Von Spakovsky, senior legal fellow at the Washington, D.C.-based Heritage Foundation, and a former member of the Federal Elections Commission, has been a critic of state Attorney General Josh Stein’s refusal to defend a previous voter ID law. Von Spakovsky thinks the law was constitutional, and supports other voter integrity actions.

“The state Democratic attorney general cannot be trusted to carry out his legal and constitutional duty to defend the law/referendum, given his unprofessional behavior when the prior ID law was on appeal to the U.S. Supreme Court, and he withdrew the appeal after he was elected,” von Spakovsky said.

“With the newest members of the U.S. Supreme Court, I think any challenge against the law will ultimately fail before the court in the same way that the court previously upheld Indiana’s voter ID law in 2008,” Von Spakovsky said.

“If I were the North Carolina General Assembly I would get that Supreme Court decision upholding voter ID in Indiana, and I would study that decision, and the restrictions that were upheld very carefully, and that’s what I would enact,” Greg Wallace, a constitutional law professor at Campbell Law School, told CJ Monday. Rules for provisional voting, and an easy method to obtain voter identification should be part of the package.

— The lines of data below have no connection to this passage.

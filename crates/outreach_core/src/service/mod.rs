//! Core use-case services.
//!
//! # Responsibility
//! - Orchestrate record store calls into use-case level APIs.
//! - Build the dashboard projection consumed by presentation layers.

pub mod dashboard_service;
pub mod outreach_service;
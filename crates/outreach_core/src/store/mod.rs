//! Record store contract and in-memory implementation.
//!
//! # Responsibility
//! - Define the data context every outreach operation receives explicitly.
//! - Keep id and foreign-key rules in one place.
//!
//! # Invariants
//! - There is no process-wide store; callers own and pass it.

pub mod memory_store;
pub mod record_store;
pub mod snapshot;
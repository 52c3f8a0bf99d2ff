//! In-memory record store.
//!
//! # Responsibility
//! - Hold the three outreach collections for one process.
//! - Enforce id uniqueness and foreign keys on every write.
//!
//! # Invariants
//! - State only changes through whole-record insert, replace or remove.
//! - A snapshot that breaks an invariant is rejected as a whole.

use crate::model::communication::{Communication, CommunicationId};
use crate::model::company::{Company, CompanyId};
use crate::model::method::{seed_communication_methods, CommunicationMethod, MethodId};
use crate::model::EntityKind;
use crate::store::record_store::{RecordStore, StoreError, StoreResult};
use crate::store::snapshot::StoreSnapshot;
use log::{debug, info};

/// Vec-backed [`RecordStore`] seeded with the built-in methods.
#[derive(Debug, Clone, PartialEq, Eq)]
pub struct InMemoryRecordStore {
    companies: Vec<Company>,
    communications: Vec<Communication>,
    methods: Vec<CommunicationMethod>,
}

impl Default for InMemoryRecordStore {
    fn default() -> Self {
        Self::new()
    }
}

impl InMemoryRecordStore {
    /// Creates an empty store holding only the seed methods.
    pub fn new() -> Self {
        Self {
            companies: Vec::new(),
            communications: Vec::new(),
            methods: seed_communication_methods(),
        }
    }

    /// Rebuilds a store from a snapshot, replaying it through the normal
    /// write checks in dependency order (methods, companies, communications).
    ///
    /// # Errors
    /// - Any validation, duplicate-id or dangling-reference error found in
    ///   the snapshot.
    pub fn from_snapshot(snapshot: StoreSnapshot) -> StoreResult<Self> {
        let mut store = Self {
            companies: Vec::with_capacity(snapshot.companies.len()),
            communications: Vec::with_capacity(snapshot.communications.len()),
            methods: Vec::with_capacity(snapshot.communication_methods.len()),
        };

        for method in snapshot.communication_methods {
            store.append_communication_method(method)?;
        }
        for company in snapshot.companies {
            store.create_company(company)?;
        }
        for communication in snapshot.communications {
            store.append_communication(communication)?;
        }

        info!(
            "event=store_load module=store status=ok companies={} communications={} methods={}",
            store.companies.len(),
            store.communications.len(),
            store.methods.len()
        );
        Ok(store)
    }

    /// Copies the current state into a snapshot.
    pub fn to_snapshot(&self) -> StoreSnapshot {
        StoreSnapshot {
            companies: self.companies.clone(),
            communications: self.communications.clone(),
            communication_methods: self.methods.clone(),
        }
    }

    fn company_index(&self, id: CompanyId) -> Option<usize> {
        self.companies.iter().position(|company| company.id == id)
    }
}

impl RecordStore for InMemoryRecordStore {
    fn companies(&self) -> &[Company] {
        &self.companies
    }

    fn communications(&self) -> &[Communication] {
        &self.communications
    }

    fn communication_methods(&self) -> &[CommunicationMethod] {
        &self.methods
    }

    fn create_company(&mut self, mut company: Company) -> StoreResult<CompanyId> {
        company.normalize();
        company.validate()?;
        if self.company_index(company.id).is_some() {
            return Err(StoreError::DuplicateId {
                kind: EntityKind::Company,
                id: company.id,
            });
        }

        let id = company.id;
        self.companies.push(company);
        debug!("event=company_create module=store status=ok company_id={id}");
        Ok(id)
    }

    fn update_company(&mut self, mut company: Company) -> StoreResult<()> {
        company.normalize();
        company.validate()?;
        let index = self
            .company_index(company.id)
            .ok_or(StoreError::CompanyNotFound(company.id))?;

        debug!(
            "event=company_update module=store status=ok company_id={}",
            company.id
        );
        self.companies[index] = company;
        Ok(())
    }

    fn delete_company(&mut self, id: CompanyId) -> StoreResult<Company> {
        let index = self
            .company_index(id)
            .ok_or(StoreError::CompanyNotFound(id))?;
        let removed = self.companies.remove(index);

        let before = self.communications.len();
        self.communications
            .retain(|communication| communication.company_id != id);

        debug!(
            "event=company_delete module=store status=ok company_id={id} removed_communications={}",
            before - self.communications.len()
        );
        Ok(removed)
    }

    fn append_communication(
        &mut self,
        communication: Communication,
    ) -> StoreResult<CommunicationId> {
        communication.validate()?;
        if self
            .communications
            .iter()
            .any(|existing| existing.id == communication.id)
        {
            return Err(StoreError::DuplicateId {
                kind: EntityKind::Communication,
                id: communication.id,
            });
        }
        if self.company_index(communication.company_id).is_none() {
            return Err(StoreError::CompanyNotFound(communication.company_id));
        }
        if self.communication_method(communication.method_id).is_none() {
            return Err(StoreError::MethodNotFound(communication.method_id));
        }

        let id = communication.id;
        debug!(
            "event=communication_append module=store status=ok communication_id={id} company_id={}",
            communication.company_id
        );
        self.communications.push(communication);
        Ok(id)
    }

    fn append_communication_method(
        &mut self,
        method: CommunicationMethod,
    ) -> StoreResult<MethodId> {
        method.validate()?;
        if self.communication_method(method.id).is_some() {
            return Err(StoreError::DuplicateId {
                kind: EntityKind::CommunicationMethod,
                id: method.id,
            });
        }

        let id = method.id;
        self.methods.push(method);
        debug!("event=method_append module=store status=ok method_id={id}");
        Ok(id)
    }
}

“The North Carolina General Assembly — I’ll say this on the record — has a bad habit of going too far. I think that they need to use that [Indiana] decision as a safe harbor, and essentially copy the types of regulations that were in place for voter ID there,” said Wallace.

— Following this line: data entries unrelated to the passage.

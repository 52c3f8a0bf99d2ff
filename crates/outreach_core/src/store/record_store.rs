//! Record store contract.
//!
//! # Responsibility
//! - Give the aggregator read access to companies, communications and
//!   communication methods.
//! - Define the only mutations the outreach core performs.
//!
//! # Invariants
//! - Ids are unique within each collection.
//! - Every stored communication references an existing company and method.
//! - Writes call the record's `validate()` before mutating state.

use crate::model::communication::{Communication, CommunicationId};
use crate::model::company::{Company, CompanyId};
use crate::model::method::{CommunicationMethod, MethodId};
use crate::model::validation::ValidationError;
use crate::model::EntityKind;
use std::error::Error;
use std::fmt::{Display, Formatter};
use uuid::Uuid;

pub type StoreResult<T> = Result<T, StoreError>;

/// Error returned by record store mutations.
#[derive(Debug, Clone, PartialEq, Eq)]
pub enum StoreError {
    Validation(ValidationError),
    DuplicateId { kind: EntityKind, id: Uuid },
    CompanyNotFound(CompanyId),
    MethodNotFound(MethodId),
}

impl Display for StoreError {
    fn fmt(&self, f: &mut Formatter<'_>) -> std::fmt::Result {
        match self {
            Self::Validation(err) => write!(f, "{err}"),
            Self::DuplicateId { kind, id } => write!(f, "duplicate {kind} id: {id}"),
            Self::CompanyNotFound(id) => write!(f, "company not found: {id}"),
            Self::MethodNotFound(id) => write!(f, "communication method not found: {id}"),
        }
    }
}

impl Error for StoreError {
    fn source(&self) -> Option<&(dyn Error + 'static)> {
        match self {
            Self::Validation(err) => Some(err),
            _ => None,
        }
    }
}

impl From<ValidationError> for StoreError {
    fn from(value: ValidationError) -> Self {
        Self::Validation(value)
    }
}

/// Owner of the three outreach collections.
///
/// Read accessors return records in insertion order.
pub trait RecordStore {
    /// All companies.
    fn companies(&self) -> &[Company];
    /// All communications, across companies.
    fn communications(&self) -> &[Communication];
    /// All methods, seed methods first.
    fn communication_methods(&self) -> &[CommunicationMethod];

    /// Looks up one company; `None` when it does not exist.
    fn company(&self, id: CompanyId) -> Option<&Company> {
        self.companies().iter().find(|company| company.id == id)
    }

    /// Looks up one method; `None` when it does not exist.
    fn communication_method(&self, id: MethodId) -> Option<&CommunicationMethod> {
        self.communication_methods()
            .iter()
            .find(|method| method.id == id)
    }

    /// Stores a new company and returns its id.
    ///
    /// Fails with `DuplicateId` when the id is taken.
    fn create_company(&mut self, company: Company) -> StoreResult<CompanyId>;

    /// Replaces the stored company with the same id.
    fn update_company(&mut self, company: Company) -> StoreResult<()>;

    /// Removes a company together with its communications.
    fn delete_company(&mut self, id: CompanyId) -> StoreResult<Company>;

    /// Appends a communication whose company and method both exist.
    fn append_communication(
        &mut self,
        communication: Communication,
    ) -> StoreResult<CommunicationId>;

    /// Appends a method with a fresh id.
    fn append_communication_method(
        &mut self,
        method: CommunicationMethod,
    ) -> StoreResult<MethodId>;
}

He thinks a lawsuit will be filed challenging whatever is passed.

“The reason it’s going to be challenged is because the people challenging it believe they have a favorable number of judges in the 4th Circuit who would strike it down,” Wallace said. He thinks the U.S. 4th Circuit Court of Appeals would find some reason to strike down any voter ID law, even if it’s tailored as narrowly as the Indiana law.

Wallace said the liberal-leaning 4th Circuit could disregard precedent, wagering the Supreme Court is tired of taking up voter ID challenges. Should the justices fail to act, Wallace said, they would undermine public confidence in judicial integrity.

He thinks opponents of voter ID will file lawsuits in both state and federal courts.

Because Democrats now have a 5-2 majority on the state Supreme Court, voter ID opponents might have a better chance to prevail, Wallace said. If the state Supreme Court strikes down a voter ID law under some provision of the N.C. Constitution which doesn’t conflict with federal statutes or the U.S. Constitution, the U.S. Supreme Court couldn’t review North Carolina’s ruling.

Republicans lost their veto-proof majorities in both legislative chambers in the Nov. 6 election in which voters approved the voter ID constitutional amendment. There is a chance Democratic Gov. Roy Cooper, a voter ID opponent, could veto the enabling legislation, and there wouldn’t be enough votes for an override, Wallace said.

Because a voter ID mandate is part of the state constitution, something eventually must become law. State Sen. Mike Woodard, D-Durham, and Sen. Ben Clark, D-Hoke, worked through Monday night on a voter ID bill they planned to submit today.

“We’re always looking to make voting secure, simple, and easy for the voters. Anything that we feel is going to compromise any of those three criteria is going to be something we won’t support,” Woodard told CJ Monday. “If we don’t feel that it is secure, if we think it’s too complicated for voters obtaining an ID, and if we start making it too hard for any group of voters [to cast ballots] we’re not going to support it.”

Woodard hopes Democrats and Republicans can reach compromise.

“We’ve talked about this in our caucus. We did not favor the voter ID amendment as it was proposed. However, 55 percent of the voters approved it. Our view is that the voters have given the General Assembly our marching orders, if you will. So the question is are we going to be able to march together in unison, and put together a bill that honors the voters’ wishes,” Woodard said.

He thinks there is ample opportunity to find common ground, and hopes the process doesn’t become a partisan fight. He said voters not only passed the voter ID amendment, but also they stripped Republicans of their supermajorities, signaling they want heavy-handed partisanship to end.

Working together on voter ID would set a good tone for the 2019 long session, he said.

Even if the General Assembly enacts a compromise measure, Woodard thinks a legal challenge by civil rights and other advocacy groups is inevitable. The NAACP and ACLU have a history of filing such lawsuits, he said.

“I think they’d be more likely to support some of the things Sen. Clark and I have included, but they may not like all of the things we put in either,” Woodard said.

Attempts to get comment from House Minority Leader Darren Jackson, D-Wake, weren’t successful.